The bill would make no appropriation but could provide the legal basis for an appropriation of funds to implement the provisions of the bill.



Fiscal Year Probable Net Positive/(Negative) Impact to General Revenue Related Funds
2004 $0
2005 $0
2006 $0
2007 $0
2008 $0




Fiscal Year Probable (Cost) from
Counties--used as match for Medicaid
Probable (Cost) from
FEDERAL FUNDS
555
Change in Number of State Employees from FY 2003
2004 ($2,553,333) ($3,799,853) 2.5
2005 ($2,546,896) ($3,793,415) 2.5
2006 $0 $0 0.0
2007 $0 $0 0.0
2008 $0 $0 0.0

Fiscal Analysis

The bill would direct the Health and Human Services Commission (HHSC) to establish a pilot program to provide recipients of medical assistance (Medicaid) with oral and written language interpreter services through local governmental entities.  Pilot services would be financed with money provided by participating local governmental entities and corresponding federal matching money.  The commission would evaluate the pilot program and report to the 79th Legislature no later than January 1, 2005.  The bill would expire September 1, 2005.


Methodology

It is assumed that local governmental entities would provide local funds (Other Funds) which would be matched with federal (Medicaid) funds for the provision of pilot program services and state administrative activities.  It is assumed that the pilot program and related activities would be implemented only to the extent that:  (1) local funds are made available for these purposes, and (2) the federal government authorizes the use of Federal (Medicaid) Funds to match local funds for these purposes.

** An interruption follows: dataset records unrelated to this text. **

use rust_decimal::Decimal;
use std::sync::{Arc, RwLock, RwLockReadGuard, RwLockWriteGuard};
use tracing::{info, instrument};
use uuid::Uuid;

use crate::{
    errors::ServiceError,
    events::{Event, EventSender},
    models::CartItem,
    services::pricing::{self, PriceBreakdown},
};

/// What happens when a product already in the cart is added again.
///
/// The storefront this replaces appended unconditionally, so the same
/// listing could appear as two rows; that behavior is kept available for
/// parity but the default rejects the duplicate, since every listing is a
/// unique second-hand unit.
#[derive(Debug, Clone, Copy, PartialEq, Eq, Default)]
pub enum DuplicatePolicy {
    /// Reject a second add of the same `product_id` with a conflict.
    #[default]
    RejectDuplicate,
    /// Append unconditionally; duplicate rows permitted.
    AllowDuplicateLines,
}

/// Session-scoped shopping cart.
///
/// The cart is the only mutable state shared between views (product pages
/// add, the cart page removes, checkout reads), so all access goes through
/// one lock: a reader can never observe a half-applied mutation. The lock
/// is never held across an await point. Contents are volatile and die with
/// the session; nothing here touches the network.
#[derive(Clone)]
pub struct CartService {
    session_id: Uuid,
    items: Arc<RwLock<Vec<CartItem>>>,
    event_sender: Arc<EventSender>,
    policy: DuplicatePolicy,
}

impl CartService {
    pub fn new(event_sender: Arc<EventSender>, policy: DuplicatePolicy) -> Self {
        let session_id = Uuid::new_v4();
        info!("Created cart session: {}", session_id);
        Self {
            session_id,
            items: Arc::new(RwLock::new(Vec::new())),
            event_sender,
            policy,
        }
    }

    pub fn session_id(&self) -> Uuid {
        self.session_id
    }

    /// Adds a listing to the cart.
    ///
    /// Rejects a negative `unit_price` outright. Under the default
    /// `RejectDuplicate` policy a repeated `product_id` fails with
    /// `ServiceError::Conflict` and leaves the cart unchanged; under
    /// `AllowDuplicateLines` it appends a second row.
    #[instrument(skip(self, item), fields(session = %self.session_id, product = %item.product_id))]
    pub async fn add_item(&self, item: CartItem) -> Result<(), ServiceError> {
        if item.unit_price < Decimal::ZERO {
            return Err(ServiceError::ValidationError(format!(
                "negative price for product {}",
                item.product_id
            )));
        }

        let product_id = item.product_id.clone();
        {
            let mut items = self.write_items();
            if self.policy == DuplicatePolicy::RejectDuplicate
                && items.iter().any(|existing| existing.product_id == product_id)
            {
                return Err(ServiceError::Conflict(format!(
                    "product {} is already in the cart",
                    product_id
                )));
            }
            items.push(item);
        }

        self.event_sender
            .send_or_log(Event::CartItemAdded {
                product_id: product_id.clone(),
            })
            .await;

        info!("Added product {} to cart {}", product_id, self.session_id);
        Ok(())
    }

    /// Removes every row matching `product_id`. Idempotent: removing an
    /// absent product is not an error and publishes no event.
    #[instrument(skip(self), fields(session = %self.session_id))]
    pub async fn remove_item(&self, product_id: &str) {
        let removed = {
            let mut items = self.write_items();
            let before = items.len();
            items.retain(|item| item.product_id != product_id);
            before - items.len()
        };

        if removed > 0 {
            self.event_sender
                .send_or_log(Event::CartItemRemoved {
                    product_id: product_id.to_string(),
                })
                .await;
            info!(
                "Removed {} row(s) of product {} from cart {}",
                removed, product_id, self.session_id
            );
        }
    }

    /// Read-only snapshot in insertion order.
    pub fn items(&self) -> Vec<CartItem> {
        self.read_items().clone()
    }

    /// Product ids in insertion order, as submitted at checkout.
    pub fn product_ids(&self) -> Vec<String> {
        self.read_items()
            .iter()
            .map(|item| item.product_id.clone())
            .collect()
    }

    pub fn len(&self) -> usize {
        self.read_items().len()
    }

    pub fn is_empty(&self) -> bool {
        self.read_items().is_empty()
    }

    /// Pricing breakdown for the current contents, recomputed on every call.
    pub fn quote(&self) -> PriceBreakdown {
        pricing::quote(&self.read_items())
    }

    /// Empties the cart.
    #[instrument(skip(self), fields(session = %self.session_id))]
    pub async fn clear(&self) {
        let had_items = {
            let mut items = self.write_items();
            let had_items = !items.is_empty();
            items.clear();
            had_items
        };

        if had_items {
            self.event_sender.send_or_log(Event::CartCleared).await;
            info!("Cleared cart {}", self.session_id);
        }
    }

    // A poisoned lock only means a panic mid-mutation elsewhere; the cart
    // data itself is still coherent (Vec ops don't tear), so recover it.
    fn read_items(&self) -> RwLockReadGuard<'_, Vec<CartItem>> {
        self.items.read().unwrap_or_else(|e| e.into_inner())
    }

    fn write_items(&self) -> RwLockWriteGuard<'_, Vec<CartItem>> {
        self.items.write().unwrap_or_else(|e| e.into_inner())
    }
}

1.  HHSC estimates that client services provided to Medicaid clients through the pilot program would total $6,232,593 in All Funds per year.  It is assumed that local funds would finance approximately 40 percent of expenses, with Federal (Mediciad) Funds financing the balance.

2.  It is assumed that HHSC would require an additional 2.5 Full-time-equivalents (FTEs) to establish and evaluate the pilot program; their salaries and related expenses are assumed to be financed equally through local funds and Federal (Medicaid) Funds.  HHSC would hire 1.0 Administrative Technician, 0.5 Accountant, and 1.0 Program Specialist.  Combined annual salaries, adjusted for the part time status of the accountant, would total $78,042 per year.  Annual employee benefits would total $22,211 per year.  Other FTE-related expenses would total $7,465 per year.  A one-time equipment cost of $12,875 would occur in fiscal year 2004.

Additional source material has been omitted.